# I have XM



## Steve Mehs (Mar 21, 2002)

I picked up my XM Delphi SkyFi Receiver/Remote and SKYFi Home Kit from Sears. I originally wanted to get my system from WalMart, since they’re $5 cheaper on both units. But I had a $50 gift certificate for an area mall for designing a website for someone. However, Sears was more then willing to price match WalMart and I had a $10 Sears coupon. The total price for my XM set up was $134.11 including tax. So it’s basically like getting the Home Kit for free. I’m still awaiting activation but I can’t wait to play around with this! Can’t wait for XMLM, Squizz, Boneyard and XMU. I wanted to subscribed to Playboy Radio, but I’ll wait for that


----------



## BobMurdoch (Apr 24, 2002)

Welcome to the Revolution.

Now just make sure you learn how to change channels when not doing 65 MPH. I'm curious as to how many people are getting into accidents trying to read the displays and drive at the same time.

(I've learned to use the remote to change channels by touch) (there is no up/down button on the head unit other then turning the knob and pressing the center button - there is one on the remote though)


----------



## Scott Greczkowski (Mar 21, 2002)

I do the same, I push in the channel numbers as I am driving.

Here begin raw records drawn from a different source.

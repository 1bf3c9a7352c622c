//! Home screen state: restaurant list, carousel and banner.

use serde_json::Value;
use tracing::{info, warn};

use super::commands::Command;
use crate::domain::{
    normalize_listings, Banner, Carousel, RestaurantListing, FALLBACK_IMAGES,
};
use crate::infrastructure::api::ApiError;

/// Number of listings shown in the carousel.
pub const CAROUSEL_SLIDES: usize = 5;

pub const FETCH_FAILED: &str = "Failed to fetch restaurants.";

/// Banner images are the back half of the placeholder pool.
pub fn banner_images() -> &'static [&'static str] {
    &FALLBACK_IMAGES[5..10]
}

/// Display price for the `index`th popular restaurant.
pub fn display_price(index: usize) -> String {
    format!("₹{}", 100 + 20 * index)
}

#[derive(Debug, Clone, PartialEq, Eq)]
pub enum LoadState {
    Loading,
    Loaded,
    Failed(String),
}

#[derive(Debug, Clone)]
pub struct HomeScreen {
    pub listings: Vec<RestaurantListing>,
    pub load: LoadState,
    pub carousel: Carousel,
    pub banner: Banner,
    /// Highlighted row in the popular list.
    pub selected: usize,
    /// Listing whose detail pane is open.
    pub detail: Option<usize>,
    token: Option<String>,
}

impl HomeScreen {
    /// Creates the screen and the fetch for its data.
    pub fn mount(token: Option<String>) -> (Self, Vec<Command>) {
        let screen = Self {
            listings: Vec::new(),
            load: LoadState::Loading,
            carousel: Carousel::new(CAROUSEL_SLIDES),
            banner: Banner::new(banner_images().len()),
            selected: 0,
            detail: None,
            token,
        };
        let fetch = screen.fetch_command();
        (screen, vec![fetch])
    }

    fn fetch_command(&self) -> Command {
        Command::FetchRestaurants {
            token: self.token.clone(),
        }
    }

    /// Re-fetches on explicit request. Ignored while a fetch is running.
    pub fn refresh(&mut self) -> Vec<Command> {
        if self.load == LoadState::Loading {
            return Vec::new();
        }
        self.load = LoadState::Loading;
        vec![self.fetch_command()]
    }

    pub fn on_restaurants(&mut self, result: Result<Vec<Value>, ApiError>) {
        match result {
            Ok(records) => {
                self.listings = normalize_listings(&records);
                self.load = LoadState::Loaded;
                info!(count = self.listings.len(), "restaurants loaded");
            }
            Err(e) => {
                warn!(error = %e, "failed to fetch restaurants");
                self.load = LoadState::Failed(FETCH_FAILED.to_string());
            }
        }

        self.carousel.set_len(self.slides().len());
        if self.selected >= self.listings.len() {
            self.selected = 0;
        }
        self.detail = None;
    }

    /// Carousel slides: the first few listings, or suggestions when there
    /// are none.
    pub fn slides(&self) -> Vec<RestaurantListing> {
        if self.listings.is_empty() {
            (0..CAROUSEL_SLIDES).map(RestaurantListing::suggested).collect()
        } else {
            self.listings.iter().take(CAROUSEL_SLIDES).cloned().collect()
        }
    }

    pub fn select_next(&mut self) {
        if self.selected + 1 < self.listings.len() {
            self.selected += 1;
        }
    }

    pub fn select_previous(&mut self) {
        self.selected = self.selected.saturating_sub(1);
    }

    pub fn open_selected(&mut self) {
        if self.selected < self.listings.len() {
            self.detail = Some(self.selected);
        }
    }

    /// Opens the listing behind the current carousel slide, if it is real.
    pub fn open_slide(&mut self) {
        let index = self.carousel.index();
        if index < self.listings.len() {
            self.selected = index;
            self.detail = Some(index);
        }
    }

    pub fn close_detail(&mut self) {
        self.detail = None;
    }

    pub fn detail_listing(&self) -> Option<&RestaurantListing> {
        self.detail.and_then(|i| self.listings.get(i))
    }
}

#[cfg(test)]
mod tests {
    use super::*;
    use serde_json::json;

    fn loaded(count: usize) -> HomeScreen {
        let (mut home, _) = HomeScreen::mount(None);
        let records: Vec<Value> = (0..count)
            .map(|i| json!({"restaurant_id": format!("id{}", i), "restaurant_name": format!("R{}", i)}))
            .collect();
        home.on_restaurants(Ok(records));
        home
    }

    #[test]
    fn test_mount_requests_listing_with_token() {
        let (home, commands) = HomeScreen::mount(Some("tok".to_string()));
        assert_eq!(home.load, LoadState::Loading);
        assert_eq!(
            commands,
            vec![Command::FetchRestaurants {
                token: Some("tok".to_string())
            }]
        );
    }

    #[test]
    fn test_loaded_listing_feeds_carousel() {
        let home = loaded(8);
        assert_eq!(home.load, LoadState::Loaded);
        assert_eq!(home.listings.len(), 8);
        let slides = home.slides();
        assert_eq!(slides.len(), CAROUSEL_SLIDES);
        assert_eq!(slides[0].name, "R0");
        assert_eq!(home.carousel.len(), CAROUSEL_SLIDES);
    }

    #[test]
    fn test_short_listing_shrinks_carousel() {
        let (mut home, _) = HomeScreen::mount(None);
        home.carousel.select(4);
        home.on_restaurants(Ok(vec![json!({}), json!({})]));
        assert_eq!(home.carousel.len(), 2);
        assert_eq!(home.carousel.index(), 0);
    }

    #[test]
    fn test_empty_listing_uses_suggestions() {
        let home = loaded(0);
        let slides = home.slides();
        assert_eq!(slides.len(), CAROUSEL_SLIDES);
        assert_eq!(slides[2].id, "fallback-2");
        assert_eq!(slides[2].image_url, FALLBACK_IMAGES[2]);
        assert_eq!(slides[2].address, "Connaught Place");
    }

    #[test]
    fn test_fetch_failure_sets_message() {
        let (mut home, _) = HomeScreen::mount(None);
        home.on_restaurants(Err(ApiError::Transport("timed out".to_string())));
        assert_eq!(home.load, LoadState::Failed(FETCH_FAILED.to_string()));
        assert!(home.listings.is_empty());
    }

    #[test]
    fn test_refresh_only_when_idle() {
        let (mut home, _) = HomeScreen::mount(None);
        assert!(home.refresh().is_empty());

        home.on_restaurants(Err(ApiError::Transport("x".to_string())));
        assert_eq!(home.refresh().len(), 1);
        assert_eq!(home.load, LoadState::Loading);
    }

    #[test]
    fn test_selection_and_detail() {
        let mut home = loaded(3);
        home.select_previous();
        assert_eq!(home.selected, 0);
        home.select_next();
        home.select_next();
        home.select_next();
        assert_eq!(home.selected, 2);

        home.open_selected();
        assert_eq!(home.detail_listing().map(|l| l.id.as_str()), Some("id2"));
        home.close_detail();
        assert!(home.detail_listing().is_none());
    }

    #[test]
    fn test_open_slide_ignores_suggestions() {
        let mut home = loaded(0);
        home.open_slide();
        assert!(home.detail.is_none());

        let mut home = loaded(3);
        home.carousel.next();
        home.open_slide();
        assert_eq!(home.detail, Some(1));
        assert_eq!(home.selected, 1);
    }

    #[test]
    fn test_banner_and_prices() {
        assert_eq!(banner_images(), &FALLBACK_IMAGES[5..10]);
        assert_eq!(display_price(0), "₹100");
        assert_eq!(display_price(3), "₹160");
    }
}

Almost like doing braile. 

So Steve all activated yet?

And BTW you can add Playboy Radio via their website for free.


----------



## Steve Mehs (Mar 21, 2002)

Yep I'm fully activated, I'm listening to Cradle of Filth (they were here in Buffalo the other day for Ozzfest) on LM. XM Rocks! 

As for the car, right now I have now plans to take my SKYFi model yet. In the car I always load up my 6 disc changer, plus the regular CD player with my custom CDs a la Kazaa.


----------



## pez2002 (Dec 13, 2002)

Cool im gonna save up some ca$h and then buy xm i almost brought it last year this time but Backed out


----------



## BobMurdoch (Apr 24, 2002)

Get the Delphi SkyFi. You can slide out the receiver from your car, pop it in an optional house kit cradle, or into a boom box they make. Remember each RECEIVER requires a full subscription, so get the most use out of it and get one you can take with you wherever you go (because after listening to it for a while, you will rather drive a railway spike into your ear rather than listen to AM/Fm and their 25 minutes of commercials an hour.


----------



## Steve Mehs (Mar 21, 2002)

Actually you only pay $6.99 for an additional receiver, instead of $9.99. 

Even with XM I still listen to plenty of FM. 90 minutes on my way to school, 90 minutes on my way back, a few hours at work, the Top 5 @ 9 countdowns at night, Top 12 Songs of the week at 7 on Saturdays. I love XM, but I still listen to good ole FM quite a bit.


----------



## pez2002 (Dec 13, 2002)

well i dont have a *car* yet so i might just get the boom box I could put my billing on a credit card Right ???


----------



## Steve Mehs (Mar 21, 2002)

Yes, the billing is put on a credit card. With XM you don't get a statement from them each month, it just goes on your CC. As I posted before, WalMart has the lowest price on the Boombox, for $87, $12 cheaper then MSRP and most other places and they also sell the SKYFI Receiver for $5 less then most places.

I'm looking at getting the Boombox, I orginally considered the Car Kit, but I really don't want XM in my truck, I'd rather have the Boombox so I can take XM to work with me in a more easy fashion.


----------